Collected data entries

━━━━━━━━━━━━━━━━

//! In-memory registry of known faces and its synchronization boundary.

use crate::codec::{self, StoreLoadError};
use crate::types::{Embedding, KnownFace};
use parking_lot::{Mutex, RwLock};
use std::collections::HashMap;
use std::sync::Arc;
use thiserror::Error;

/// Default maximum number of embeddings retained per label.
pub const DEFAULT_LABEL_CAPACITY: usize = 10;

#[derive(Error, Debug, Clone, PartialEq)]
pub enum StoreError {
    #[error("embedding has {actual} components, store expects {expected}")]
    DimensionMismatch { expected: usize, actual: usize },
    #[error("label must not be empty")]
    EmptyLabel,
}

/// Append-only set of (label, embedding) pairs, the ground truth for matching.
#[derive(Debug, Clone)]
pub struct EmbeddingStore {
    dim: usize,
    entries: Vec<KnownFace>,
    counts: HashMap<String, usize>,
}

impl EmbeddingStore {
    /// Create an empty store for embeddings of `dim` components.
    pub fn new(dim: usize) -> Self {
        Self {
            dim,
            entries: Vec::new(),
            counts: HashMap::new(),
        }
    }

    pub fn dim(&self) -> usize {
        self.dim
    }

    /// Replace the contents with decoded persisted rows.
    ///
    /// Rows that fail to decode are logged and skipped; the remaining rows
    /// are still loaded. Returns the per-row failures.
    pub fn load<I>(&mut self, rows: I) -> Vec<StoreLoadError>
    where
        I: IntoIterator<Item = (String, Vec<u8>)>,
    {
        self.entries.clear();
        self.counts.clear();

        let mut failures = Vec::new();
        for (label, blob) in rows {
            let decoded = if label.trim().is_empty() {
                Err(StoreLoadError::EmptyLabel)
            } else {
                codec::decode(&blob, self.dim)
            };
            match decoded {
                Ok(embedding) => self.push(label, embedding),
                Err(e) => {
                    tracing::warn!(label = %label, error = %e, "skipping malformed persisted face");
                    failures.push(StoreLoadError::Row {
                        label,
                        source: Box::new(e),
                    });
                }
            }
        }

        tracing::info!(
            entries = self.entries.len(),
            labels = self.counts.len(),
            skipped = failures.len(),
            "known faces loaded"
        );
        failures
    }

    /// Add one entry. O(1) amortized.
    pub fn append(&mut self, label: &str, embedding: Embedding) -> Result<(), StoreError> {
        if label.trim().is_empty() {
            return Err(StoreError::EmptyLabel);
        }
        if embedding.dim() != self.dim {
            return Err(StoreError::DimensionMismatch {
                expected: self.dim,
                actual: embedding.dim(),
            });
        }
        self.push(label.to_string(), embedding);
        Ok(())
    }

    fn push(&mut self, label: String, embedding: Embedding) {
        *self.counts.entry(label.clone()).or_insert(0) += 1;
        self.entries.push(KnownFace { label, embedding });
    }

    /// Current number of entries registered under `label`.
    pub fn count_for_label(&self, label: &str) -> usize {
        self.counts.get(label).copied().unwrap_or(0)
    }

    /// All entries in insertion order.
    pub fn entries(&self) -> &[KnownFace] {
        &self.entries
    }

    pub fn len(&self) -> usize {
        self.entries.len()
    }

    pub fn is_empty(&self) -> bool {
        self.entries.is_empty()
    }

    /// Remove every entry registered under `label`, returning how many went.
    pub fn remove_label(&mut self, label: &str) -> usize {
        let before = self.entries.len();
        self.entries.retain(|e| e.label != label);
        self.counts.remove(label);
        before - self.entries.len()
    }

    /// `(label, count)` pairs ordered by each label's first insertion.
    pub fn labels(&self) -> Vec<(String, usize)> {
        let mut seen = Vec::<(String, usize)>::new();
        for e in &self.entries {
            if !seen.iter().any(|(l, _)| l == &e.label) {
                seen.push((e.label.clone(), self.count_for_label(&e.label)));
            }
        }
        seen
    }
}

/// Shared handle to an [`EmbeddingStore`] with snapshot-swap publication.
///
/// Readers get an immutable `Arc` snapshot and never observe a partially
/// applied batch. Writers are serialized, edit a private copy and publish
/// it in one pointer swap.
#[derive(Debug)]
pub struct SharedStore {
    current: RwLock<Arc<EmbeddingStore>>,
    writer: Mutex<()>,
}

impl SharedStore {
    pub fn new(store: EmbeddingStore) -> Self {
        Self {
            current: RwLock::new(Arc::new(store)),
            writer: Mutex::new(()),
        }
    }

    /// The most recently published store.
    pub fn snapshot(&self) -> Arc<EmbeddingStore> {
        self.current.read().clone()
    }

    /// Apply `f` to a copy and publish it only if `f` succeeds.
    pub fn transaction<T, E>(
        &self,
        f: impl FnOnce(&mut EmbeddingStore) -> Result<T, E>,
    ) -> Result<T, E> {
        let _guard = self.writer.lock();
        let mut draft = (*self.snapshot()).clone();
        let out = f(&mut draft)?;
        self.publish(draft);
        Ok(out)
    }

    /// Apply `f` to a copy and publish it unconditionally.
    pub fn modify<T>(&self, f: impl FnOnce(&mut EmbeddingStore) -> T) -> T {
        let _guard = self.writer.lock();
        let mut draft = (*self.snapshot()).clone();
        let out = f(&mut draft);
        self.publish(draft);
        out
    }

    fn publish(&self, store: EmbeddingStore) {
        *self.current.write() = Arc::new(store);
    }
}

#[cfg(test)]
mod tests {
    use super::*;

    fn emb(v: f32) -> Embedding {
        Embedding::new(vec![v, v, v])
    }

    #[test]
    fn test_append_and_count() {
        let mut store = EmbeddingStore::new(3);
        store.append("Alice", emb(0.1)).unwrap();
        store.append("Alice", emb(0.2)).unwrap();
        store.append("Bob", emb(0.3)).unwrap();
        assert_eq!(store.count_for_label("Alice"), 2);
        assert_eq!(store.count_for_label("Bob"), 1);
        assert_eq!(store.count_for_label("Carol"), 0);
        assert_eq!(store.len(), 3);
        assert_eq!(store.entries()[2].label, "Bob");
    }

    #[test]
    fn test_append_rejects_wrong_dimension() {
        let mut store = EmbeddingStore::new(3);
        let err = store.append("Alice", Embedding::new(vec![0.1])).unwrap_err();
        assert_eq!(err, StoreError::DimensionMismatch { expected: 3, actual: 1 });
        assert!(store.is_empty());
    }

    #[test]
    fn test_append_rejects_empty_label() {
        let mut store = EmbeddingStore::new(3);
        assert_eq!(store.append("  ", emb(0.1)).unwrap_err(), StoreError::EmptyLabel);
    }

    #[test]
    fn test_load_skips_bad_rows_and_keeps_good_ones() {
        let mut store = EmbeddingStore::new(3);
        store.append("stale", emb(0.9)).unwrap();

        let rows = vec![
            ("Alice".to_string(), codec::encode(&emb(0.1))),
            ("Broken".to_string(), vec![0u8; 5]),
            ("Bob".to_string(), codec::encode(&emb(0.2))),
        ];
        let failures = store.load(rows);

        assert_eq!(failures.len(), 1);
        assert!(matches!(&failures[0], StoreLoadError::Row { label, .. } if label == "Broken"));
        assert_eq!(store.len(), 2);
        assert_eq!(store.count_for_label("stale"), 0);
        assert_eq!(store.entries()[0].embedding, emb(0.1));
    }

    #[test]
    fn test_remove_label() {
        let mut store = EmbeddingStore::new(3);
        store.append("Alice", emb(0.1)).unwrap();
        store.append("Bob", emb(0.2)).unwrap();
        store.append("Alice", emb(0.3)).unwrap();
        assert_eq!(store.remove_label("Alice"), 2);
        assert_eq!(store.count_for_label("Alice"), 0);
        assert_eq!(store.len(), 1);
        assert_eq!(store.remove_label("Alice"), 0);
    }

    #[test]
    fn test_labels_in_first_insertion_order() {
        let mut store = EmbeddingStore::new(3);
        store.append("Bob", emb(0.1)).unwrap();
        store.append("Alice", emb(0.2)).unwrap();
        store.append("Bob", emb(0.3)).unwrap();
        assert_eq!(
            store.labels(),
            vec![("Bob".to_string(), 2), ("Alice".to_string(), 1)]
        );
    }

    #[test]
    fn test_snapshot_is_isolated_from_later_writes() {
        let shared = SharedStore::new(EmbeddingStore::new(3));
        let before = shared.snapshot();
        shared.modify(|s| s.append("Alice", emb(0.1))).unwrap();
        assert!(before.is_empty());
        assert_eq!(shared.snapshot().len(), 1);
    }

    #[test]
    fn test_failed_transaction_is_not_published() {
        let shared = SharedStore::new(EmbeddingStore::new(3));
        let result: Result<(), &str> = shared.transaction(|s| {
            s.append("Alice", emb(0.1)).unwrap();
            s.append("Alice", emb(0.2)).unwrap();
            Err("disk full")
        });
        assert_eq!(result, Err("disk full"));
        assert!(shared.snapshot().is_empty());
    }

    #[test]
    fn test_panicking_writer_leaves_store_usable() {
        let shared = Arc::new(SharedStore::new(EmbeddingStore::new(3)));
        let writer = {
            let shared = Arc::clone(&shared);
            std::thread::spawn(move || {
                shared.modify(|s| {
                    s.append("Alice", emb(0.1)).unwrap();
                    panic!("writer died mid-batch");
                })
            })
        };
        assert!(writer.join().is_err());

        assert!(shared.snapshot().is_empty());
        shared.modify(|s| s.append("Bob", emb(0.2))).unwrap();
        assert_eq!(shared.snapshot().labels(), vec![("Bob".to_string(), 1)]);
    }

    #[test]
    fn test_concurrent_readers_see_whole_batches() {
        let shared = Arc::new(SharedStore::new(EmbeddingStore::new(3)));
        let reader = {
            let shared = Arc::clone(&shared);
            std::thread::spawn(move || {
                for _ in 0..1000 {
                    // Batches are always two entries, so any torn read shows up as odd.
                    assert_eq!(shared.snapshot().len() % 2, 0);
                }
            })
        };
        for i in 0..50 {
            shared
                .transaction(|s| -> Result<(), StoreError> {
                    s.append("a", emb(i as f32))?;
                    s.append("b", emb(i as f32))
                })
                .unwrap();
        }
        reader.join().unwrap();
        assert_eq!(shared.snapshot().len(), 100);
    }
}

━━━━━━━━━━━━━━━━

• What you are asked to do: The answer consists of the line holding "shows up as odd." and every line after it up to the end of the records, word for word.

• Exercise answer:
                    // Batches are always two entries, so any torn read shows up as odd.
                    assert_eq!(shared.snapshot().len() % 2, 0);
                }
            })
        };
        for i in 0..50 {
            shared
                .transaction(|s| -> Result<(), StoreError> {
                    s.append("a", emb(i as f32))?;
                    s.append("b", emb(i as f32))
                })
                .unwrap();
        }
        reader.join().unwrap();
        assert_eq!(shared.snapshot().len(), 100);
    }
}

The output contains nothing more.